The German parliament has voted down a long-negotiated tax deal aimed at reining in German tax dodgers without upsetting Switzerland's cherished bank secrecy laws.
Swiss bankers, who have put much energy into convincing Berlin to sign the deal, said they were 'disappointed' at the vote in the upper house of the German parliament, the Bundesrat, on Friday, while Bern glumly said it had 'taken note' of the outcome.
The rejected deal, which had been set to take effect on January 1, called for Swiss banks to deduct taxes from German clients and transfer the tax revenues to Berlin, allowing the clients to remain anonymous.
The Swiss parliament and Germany's lower house had already approved the agreement, but members of the opposition in the Bundesrat had long threatened to block it since they consider it too soft on tax-dodgers.
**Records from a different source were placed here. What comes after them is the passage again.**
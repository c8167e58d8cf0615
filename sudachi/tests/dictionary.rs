/*
 * Copyright (c) 2021 Works Applications Co., Ltd.
 *
 * Licensed under the Apache License, Version 2.0 (the "License");
 * you may not use this file except in compliance with the License.
 * You may obtain a copy of the License at
 *
 *     http://www.apache.org/licenses/LICENSE-2.0
 *
 * Unless required by applicable law or agreed to in writing, software
 * distributed under the License is distributed on an "AS IS" BASIS,
 * WITHOUT WARRANTIES OR CONDITIONS OF ANY KIND, either express or implied.
 * See the License for the specific language governing permissions and
 * limitations under the License.
 */

extern crate lazy_static;

mod common;
use common::{TestTokenizer, GRAMMAR};

#[test]
fn get_part_of_speech_size() {
    // pos from system test dict
    assert_eq!(8, GRAMMAR.pos_list.len());

    // user test dict contains another pos
    let tokenizer = TestTokenizer::new();
    assert_eq!(9, tokenizer.dict().grammar().pos_list.len());
}

#[test]
fn get_part_of_speech_string() {
    let pos = &GRAMMAR.pos_list[0];
    assert!(!pos.is_empty());
    assert_eq!("助動詞", pos[0]);
}

// fn creat_with_merging_settings
// fn creat_with_merging_null_settings
/*
 * Copyright (c) 2021 Works Applications Co., Ltd.
 *
 * Licensed under the Apache License, Version 2.0 (the "License");
 * you may not use this file except in compliance with the License.
 * You may obtain a copy of the License at
 *
 *     http://www.apache.org/licenses/LICENSE-2.0
 *
 * Unless required by applicable law or agreed to in writing, software
 * distributed under the License is distributed on an "AS IS" BASIS,
 * WITHOUT WARRANTIES OR CONDITIONS OF ANY KIND, either express or implied.
 * See the License for the specific language governing permissions and
 * limitations under the License.
 */

use serde::Deserialize;
use serde_json::Value;
use std::collections::HashMap;
use std::fs;
use std::io::{BufRead, BufReader};
use std::path::PathBuf;

use crate::analysis::created::CreatedWords;
use crate::analysis::Node;
use crate::config::Config;
use crate::dic::category_type::CategoryType;
use crate::dic::character_category::Error as CharacterCategoryError;
use crate::dic::grammar::Grammar;
use crate::dic::word_id::WordId;
use crate::hash::RoMu;
use crate::input_text::InputBuffer;
use crate::input_text::InputTextIndex;
use crate::plugin::oov::OovProviderPlugin;
use crate::prelude::*;

#[cfg(test)]
mod test;

const DEFAULT_CHAR_DEF_FILE: &str = "char.def";
const DEFAULT_UNK_DEF_FILE: &str = "unk.def";

/// provides MeCab oov nodes
#[derive(Default)]
pub struct MeCabOovPlugin {
    categories: HashMap<CategoryType, CategoryInfo, RoMu>,
    oov_list: HashMap<CategoryType, Vec<OOV>, RoMu>,
}

/// Struct corresponds with raw config json file.
#[allow(non_snake_case)]
#[derive(Deserialize)]
struct PluginSettings {
    charDef: Option<PathBuf>,
    unkDef: Option<PathBuf>,
}

impl MeCabOovPlugin {
    /// Loads character category definition
    ///
    /// See resources/char.def for the syntax
    fn read_character_property<T: BufRead>(
        reader: T,
    ) -> SudachiResult<HashMap<CategoryType, CategoryInfo, RoMu>> {
        let mut categories = HashMap::with_hasher(RoMu::new());
        for (i, line) in reader.lines().enumerate() {
            let line = line?;
            let line = line.trim();
            if line.is_empty()
                || line.chars().next().unwrap() == '#'
                || line.chars().take(2).collect::<Vec<_>>() == vec!['0', 'x']
            {
                continue;
            }

            let cols: Vec<_> = line.split_whitespace().collect();
            if cols.len() < 4 {
                return Err(SudachiError::InvalidCharacterCategory(
                    CharacterCategoryError::InvalidFormat(i),
                ));
            }
            let category_type: CategoryType = match cols[0].parse() {
                Ok(t) => t,
                Err(_) => {
                    return Err(SudachiError::InvalidCharacterCategory(
                        CharacterCategoryError::InvalidCategoryType(i, cols[0].to_string()),
                    ))
                }
            };
            if categories.contains_key(&category_type) {
                return Err(SudachiError::InvalidCharacterCategory(
                    CharacterCategoryError::MultipleTypeDefinition(i, cols[0].to_string()),
                ));
            }

            categories.insert(
                category_type,
                CategoryInfo {
                    category_type,
                    is_invoke: cols[1] == "1",
                    is_group: cols[2] == "1",
                    length: cols[3].parse()?,
                },
            );
        }

        Ok(categories)
    }

    /// Load OOV definition
    ///
    /// Each line contains: CategoryType, left_id, right_id, cost, and pos
    fn read_oov<T: BufRead>(
        reader: T,
        categories: &HashMap<CategoryType, CategoryInfo, RoMu>,
        grammar: &Grammar,
    ) -> SudachiResult<HashMap<CategoryType, Vec<OOV>, RoMu>> {
        let mut oov_list: HashMap<CategoryType, Vec<OOV>, RoMu> = HashMap::with_hasher(RoMu::new());
        for (i, line) in reader.lines().enumerate() {
            let line = line?;
            let line = line.trim();
            if line.is_empty() || line.chars().next().unwrap() == '#' {
                continue;
            }

            let cols: Vec<_> = line.split(',').collect();
            if cols.len() < 10 {
                return Err(SudachiError::InvalidDataFormat(i, format!("{}", line)));
            }
            let category_type: CategoryType = cols[0].parse()?;
            if !categories.contains_key(&category_type) {
                return Err(SudachiError::InvalidDataFormat(
                    i,
                    format!("{} is undefined in char definition", cols[0]),
                ));
            }

            let oov = OOV {
                left_id: cols[1].parse()?,
                right_id: cols[2].parse()?,
                cost: cols[3].parse()?,
                pos_id: grammar.get_part_of_speech_id(&cols[4..10]).ok_or(
                    SudachiError::InvalidPartOfSpeech(format!("{:?}", &cols[4..10])),
                )?,
            };

            if oov.left_id as usize > grammar.conn_matrix().num_left() {
                return Err(SudachiError::InvalidDataFormat(
                    0,
                    format!(
                        "max grammar left_id is {}, was {}",
                        grammar.conn_matrix().num_left(),
                        oov.left_id
                    ),
                ));
            }

            if oov.right_id as usize > grammar.conn_matrix().num_right() {
                return Err(SudachiError::InvalidDataFormat(
                    0,
                    format!(
                        "max grammar right_id is {}, was {}",
                        grammar.conn_matrix().num_right(),
                        oov.right_id
                    ),
                ));
            }

            match oov_list.get_mut(&category_type) {
                None => {
                    oov_list.insert(category_type, vec![oov]);
                }
                Some(l) => {
                    l.push(oov);
                }
            };
        }

        Ok(oov_list)
    }

    /// Creates a new oov node
    fn get_oov_node(&self, oov: &OOV, start: usize, end: usize) -> Node {
        Node::new(
            start as u16,
            end as u16,
            oov.left_id as u16,
            oov.right_id as u16,
            oov.cost,
            WordId::oov(oov.pos_id as u32),
        )
    }

    fn provide_oov_gen<T: InputTextIndex>(
        &self,
        input: &T,
        offset: usize,
        has_other_words: bool,
        nodes: &mut Vec<Node>,
    ) -> SudachiResult<usize> {
        let start_size = nodes.len();
        let char_len = input.cat_continuous_len(offset);
        if char_len == 0 {
            return Ok(0);
        }

        for ctype in input.cat_at_char(offset).iter() {
            let cinfo = match self.categories.get(&ctype) {
                Some(ci) => ci,
                None => continue,
            };
            if !cinfo.is_invoke && has_other_words {
                continue;
            }

            let mut llength = char_len;
            let oovs = match self.oov_list.get(&cinfo.category_type) {
                Some(v) => v,
                None => continue,
            };

            if cinfo.is_group {
                for oov in oovs {
                    nodes.push(self.get_oov_node(oov, offset, offset + char_len));
                }
                llength -= 1;
            }
            for i in 1..=cinfo.length {
                let sublength = input.char_distance(offset, i as usize);
                if sublength > llength {
                    break;
                }
                for oov in oovs {
                    nodes.push(self.get_oov_node(oov, offset, offset + sublength));
                }
            }
        }
        Ok(nodes.len() - start_size)
    }
}

impl OovProviderPlugin for MeCabOovPlugin {
    fn set_up(
        &mut self,
        settings: &Value,
        config: &Config,
        grammar: &mut Grammar,
    ) -> SudachiResult<()> {
        let settings: PluginSettings = serde_json::from_value(settings.clone())?;

        let char_def_path = config.complete_path(
            settings
                .charDef
                .unwrap_or_else(|| PathBuf::from(DEFAULT_CHAR_DEF_FILE)),
        );
        let reader = BufReader::new(fs::File::open(&char_def_path)?);
        let categories = MeCabOovPlugin::read_character_property(reader)?;

        let unk_def_path = config.complete_path(
            settings
                .unkDef
                .unwrap_or_else(|| PathBuf::from(DEFAULT_UNK_DEF_FILE)),
        );
        let reader = BufReader::new(fs::File::open(&unk_def_path)?);
        let oov_list = MeCabOovPlugin::read_oov(reader, &categories, grammar)?;

        self.categories = categories;
        self.oov_list = oov_list;

        Ok(())
    }

    fn provide_oov(
        &self,
        input_text: &InputBuffer,
        offset: usize,
        other_words: CreatedWords,
        result: &mut Vec<Node>,
    ) -> SudachiResult<usize> {
        self.provide_oov_gen(input_text, offset, other_words.not_empty(), result)
    }
}

/// The character category definition
#[derive(Debug)]
struct CategoryInfo {
    category_type: CategoryType,
    is_invoke: bool,
    is_group: bool,
    length: u32,
}

/// The OOV definition
#[derive(Debug, Default, Clone)]
struct OOV {
    left_id: i16,
    right_id: i16,
    cost: i16,
    pos_id: u16,
}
Switzerland's attempts to reach a tax arrangement with Germany and other countries follows mounting objections to Swiss banking secrecy practices that have long made it possible for foreigners to stash undeclared funds in the country's banks.
Switzerland has signed deals with Britain and Austria similar to the one rejected on Friday and is in talks to do the same with Italy and Greece.
However, the agreement with Switzerland's top trading partner, Germany, was to be the first to go into practice and was considered crucial given the close ties between them.
The German government also expressed its disappointment at the rejection of a deal it has said could net the country around 10 billion euros ($A12.5 billion) in additional tax payments.
The Swiss Banking Association insisted the Bundesrat had 'missed an excellent opportunity to adopt a fair solution' for both countries.
According to German media, up to 180 billion euros in German assets are deposited in Switzerland.
If ratified, the tax deal would have entailed taxation rates of between 21 and 41 per cent on such assets.
Swiss banks last year managed a total of 5.27 trillion Swiss francs ($A5.49 trillion), half of which belonged to foreign clients.